■ Task material ■
+ + +
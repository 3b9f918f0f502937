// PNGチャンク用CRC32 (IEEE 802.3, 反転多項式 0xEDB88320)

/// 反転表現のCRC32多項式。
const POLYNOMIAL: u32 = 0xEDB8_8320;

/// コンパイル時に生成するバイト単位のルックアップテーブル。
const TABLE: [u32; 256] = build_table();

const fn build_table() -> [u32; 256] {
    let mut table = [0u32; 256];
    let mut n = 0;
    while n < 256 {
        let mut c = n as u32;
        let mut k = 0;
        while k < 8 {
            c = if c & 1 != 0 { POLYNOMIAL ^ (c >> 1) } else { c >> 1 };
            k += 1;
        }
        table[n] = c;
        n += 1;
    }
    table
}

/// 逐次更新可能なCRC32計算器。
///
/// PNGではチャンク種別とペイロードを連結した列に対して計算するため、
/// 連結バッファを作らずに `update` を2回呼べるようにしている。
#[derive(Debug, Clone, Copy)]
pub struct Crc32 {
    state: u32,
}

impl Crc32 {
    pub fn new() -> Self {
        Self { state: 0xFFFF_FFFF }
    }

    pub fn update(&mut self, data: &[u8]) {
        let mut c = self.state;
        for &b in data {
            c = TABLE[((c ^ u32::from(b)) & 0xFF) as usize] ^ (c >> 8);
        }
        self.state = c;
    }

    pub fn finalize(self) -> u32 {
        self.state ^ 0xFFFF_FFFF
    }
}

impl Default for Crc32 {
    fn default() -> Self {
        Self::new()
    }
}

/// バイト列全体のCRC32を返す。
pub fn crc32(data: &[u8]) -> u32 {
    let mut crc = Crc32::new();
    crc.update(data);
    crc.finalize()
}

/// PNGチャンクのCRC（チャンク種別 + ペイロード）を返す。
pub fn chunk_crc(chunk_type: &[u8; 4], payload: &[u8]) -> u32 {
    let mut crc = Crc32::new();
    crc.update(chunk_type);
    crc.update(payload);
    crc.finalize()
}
+ + +
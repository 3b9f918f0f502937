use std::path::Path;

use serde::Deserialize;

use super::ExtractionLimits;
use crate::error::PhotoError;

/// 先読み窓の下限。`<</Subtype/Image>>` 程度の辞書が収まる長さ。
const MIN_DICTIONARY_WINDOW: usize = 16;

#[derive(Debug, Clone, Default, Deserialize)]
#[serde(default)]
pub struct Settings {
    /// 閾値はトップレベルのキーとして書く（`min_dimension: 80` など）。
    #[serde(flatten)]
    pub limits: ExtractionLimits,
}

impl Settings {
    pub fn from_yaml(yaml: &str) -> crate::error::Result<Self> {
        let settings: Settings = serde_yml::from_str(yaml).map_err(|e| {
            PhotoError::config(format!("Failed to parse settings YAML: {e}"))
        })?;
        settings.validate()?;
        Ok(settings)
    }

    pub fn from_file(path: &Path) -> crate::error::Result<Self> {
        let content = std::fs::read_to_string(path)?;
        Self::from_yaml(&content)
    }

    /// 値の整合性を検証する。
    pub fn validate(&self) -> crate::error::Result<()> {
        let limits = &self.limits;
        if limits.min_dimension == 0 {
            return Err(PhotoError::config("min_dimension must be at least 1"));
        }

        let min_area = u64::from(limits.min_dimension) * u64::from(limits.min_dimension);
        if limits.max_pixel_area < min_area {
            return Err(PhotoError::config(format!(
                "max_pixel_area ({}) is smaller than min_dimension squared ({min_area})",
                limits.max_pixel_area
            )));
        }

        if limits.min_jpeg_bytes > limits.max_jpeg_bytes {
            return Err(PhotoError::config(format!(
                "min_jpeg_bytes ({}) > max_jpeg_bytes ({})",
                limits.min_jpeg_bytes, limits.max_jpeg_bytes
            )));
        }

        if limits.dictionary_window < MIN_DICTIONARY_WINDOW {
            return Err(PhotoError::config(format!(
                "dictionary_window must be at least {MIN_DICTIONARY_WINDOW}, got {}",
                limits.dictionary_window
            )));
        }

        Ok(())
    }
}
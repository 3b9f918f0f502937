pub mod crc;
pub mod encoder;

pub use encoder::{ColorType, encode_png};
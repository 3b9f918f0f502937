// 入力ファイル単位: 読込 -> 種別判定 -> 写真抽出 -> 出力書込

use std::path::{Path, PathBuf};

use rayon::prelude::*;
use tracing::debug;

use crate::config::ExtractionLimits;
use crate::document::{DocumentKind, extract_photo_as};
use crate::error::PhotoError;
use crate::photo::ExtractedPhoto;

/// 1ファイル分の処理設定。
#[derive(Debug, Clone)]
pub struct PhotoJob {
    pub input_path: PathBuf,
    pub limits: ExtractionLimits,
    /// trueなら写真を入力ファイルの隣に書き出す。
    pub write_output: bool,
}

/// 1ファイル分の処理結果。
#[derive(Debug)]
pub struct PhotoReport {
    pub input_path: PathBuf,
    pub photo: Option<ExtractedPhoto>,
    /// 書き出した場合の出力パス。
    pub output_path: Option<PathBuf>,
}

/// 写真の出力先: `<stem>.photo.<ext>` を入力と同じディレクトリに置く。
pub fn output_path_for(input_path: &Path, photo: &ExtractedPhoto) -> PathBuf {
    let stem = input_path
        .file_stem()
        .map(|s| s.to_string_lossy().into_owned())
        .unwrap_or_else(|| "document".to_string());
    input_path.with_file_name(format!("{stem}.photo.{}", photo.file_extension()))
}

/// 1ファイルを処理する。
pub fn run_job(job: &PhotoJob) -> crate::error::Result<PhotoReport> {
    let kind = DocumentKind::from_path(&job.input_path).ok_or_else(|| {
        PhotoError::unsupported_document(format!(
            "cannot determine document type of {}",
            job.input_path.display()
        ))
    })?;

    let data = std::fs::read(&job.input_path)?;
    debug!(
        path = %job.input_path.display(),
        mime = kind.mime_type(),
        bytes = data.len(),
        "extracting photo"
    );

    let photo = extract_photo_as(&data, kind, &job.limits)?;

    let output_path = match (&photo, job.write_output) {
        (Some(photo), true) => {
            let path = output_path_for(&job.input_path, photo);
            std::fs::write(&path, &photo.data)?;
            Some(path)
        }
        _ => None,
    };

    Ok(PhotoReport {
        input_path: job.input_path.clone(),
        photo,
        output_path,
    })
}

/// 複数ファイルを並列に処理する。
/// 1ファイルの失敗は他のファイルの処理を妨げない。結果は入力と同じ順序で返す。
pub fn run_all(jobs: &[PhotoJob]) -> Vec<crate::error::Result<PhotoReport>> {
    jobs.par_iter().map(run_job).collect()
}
+ + +
Find out how many lines in the listing contain the string "const". Give the number alone.

4